Some discussion ensued in the committee hearing. You can hear the debate here. Start the video at about 1 hour 18 min.

On the national level, the Born-Alive Abortion Survivors Protection Act pertains to infants who survive a late-term abortion. The bill would amend existing U.S. law enacted in 2002 which focused on defining the born-alive baby as a person: the words "person," "human being," "child," and "individual" shall include every infant member of the species homo sapiens who is born alive (as defined in this Act) at any stage of development. (official summary) . This was to address the fact that some (all?) abortion providers did not view their victims as legal persons.

The updated Act is to “prohibit a health care practitioner from failing to exercise the proper degree of care in the case of a child who survives an abortion or attempted abortion.” It was introduced by Tenn. Sen. Marsha Blackburn on Dec. 21, 2017, and passed the House but has yet to pass the Senate.

Sen. Blackburn also headed up the Select Panel on Infant Lives that investigated the scandal of selling baby body parts uncovered by David Daleiden.

The national bill also applies the existing penalties of 18 U.S.C. Sec. 1111 (the federal murder statute) to anyone who performs “an overt act that kills a child born alive.” This would pertain, for example, to an abortion clinic staff person who dissects a breathing born-alive infant in order to harvest an intact liver, or to an abortionist who ends a born-alive baby’s whimpers with a sharp blow to the skull, or by snipping the spine.
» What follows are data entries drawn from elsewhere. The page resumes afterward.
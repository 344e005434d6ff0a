//! Evaluation failures.

use thiserror::Error;

/// Why an evaluation could not produce a certified result.
///
/// Every variant carries enough context to report the failure without
/// re-running the evaluation.
#[derive(Debug, Clone, Error, PartialEq)]
pub enum EvalError {
    /// A path segment passes through or too close to a singular point of
    /// the operator.
    #[error(
        "path segment {segment} passes through or too close to singular point \
         {re} + {im}i (distance {distance:.3e}, needs > {threshold:.3e})"
    )]
    PathTooCloseToSingularity {
        /// Index of the offending segment (0 joins vertices 0 and 1).
        segment: usize,
        /// Real part of the singular point (approximate).
        re: f64,
        /// Imaginary part of the singular point (approximate).
        im: f64,
        /// Distance from the segment to the singular point.
        distance: f64,
        /// Minimum admissible distance.
        threshold: f64,
    },

    /// An expansion point is a singularity the engine cannot handle
    /// (irregular, or with exponents outside the Gaussian rationals).
    #[error("unsupported singular point {re} + {im}i: {reason}")]
    SingularPointUnsupported {
        /// Real part of the point (approximate).
        re: f64,
        /// Imaginary part of the point (approximate).
        im: f64,
        /// What made the point unsupported.
        reason: String,
    },

    /// The requested accuracy could not be reached below the working
    /// precision ceiling.
    #[error(
        "target accuracy not reachable at step {step} within the precision \
         ceiling of {ceiling_bits} bits"
    )]
    PrecisionExceeded {
        /// Continuation step at which escalation gave up.
        step: usize,
        /// The precision ceiling, in bits.
        ceiling_bits: usize,
    },

    /// A division by an interval containing zero persisted at the
    /// precision ceiling.
    #[error("division by an enclosure of zero at step {step}")]
    DivisionByZero {
        /// Continuation step at which the division failed.
        step: usize,
    },

    /// The evaluation exceeded its step or time budget.
    #[error("evaluation cancelled after {steps} steps")]
    Cancelled {
        /// Steps completed before cancellation.
        steps: usize,
    },

    /// The operator, path or initial conditions are malformed.
    #[error("invalid input: {0}")]
    InvalidInput(String),
}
Today, medical technology can keep alive an infant born as early as 19 weeks, so the 2002 Law has bearing on many current births as its language does not specify abortion as a condition of the scenario, though at the time it was understood in that construct.

Statistics show the second-trimester birth usually results in a child growing up with serious health problems. This would in part be because some hospitals lack the expertise and equipment for the early ‘preemie.’

Kentucky’s SB9 recognizes that current medical technology can keep alive second-trimester babies who may develop as healthy infants (with major assistance from medical providers), and that there are people willing to adopt these little ones if the parent(s) is/are not able to accept the responsibility.

It could encourage an initiative to focus resources in one medical center for mothers-to-be when preterm birth is anticipated.

There are many who point out that the state should not intervene in decisions that are complex and best made by physicians and parents. The Right to Life standard has consistently been “Always to care, never to kill.”

By acknowledging viability at a stage when some pre-born babies in Kentucky are aborted, we may be entering into a new legal controversy. We should never dread or fear new challenges to life issues; we do, of course, feel anxiety at the prospect of more ill-will and lawsuits.

The war to uphold the value of human life and to end elective abortion sometimes opens on a new front where terms must be redefined. ‘Viability’ has changed since 1973 when Roe v Wade referred to an obstetrics document that stated ‘attainment of fetal weight of 1000 grams or fetal age of approximately 28 weeks is widely used as the criterion of viability.’ (ref)

We applaud our pro-life legislators for passing SB9 and sending it to Gov. Beshear for his signature.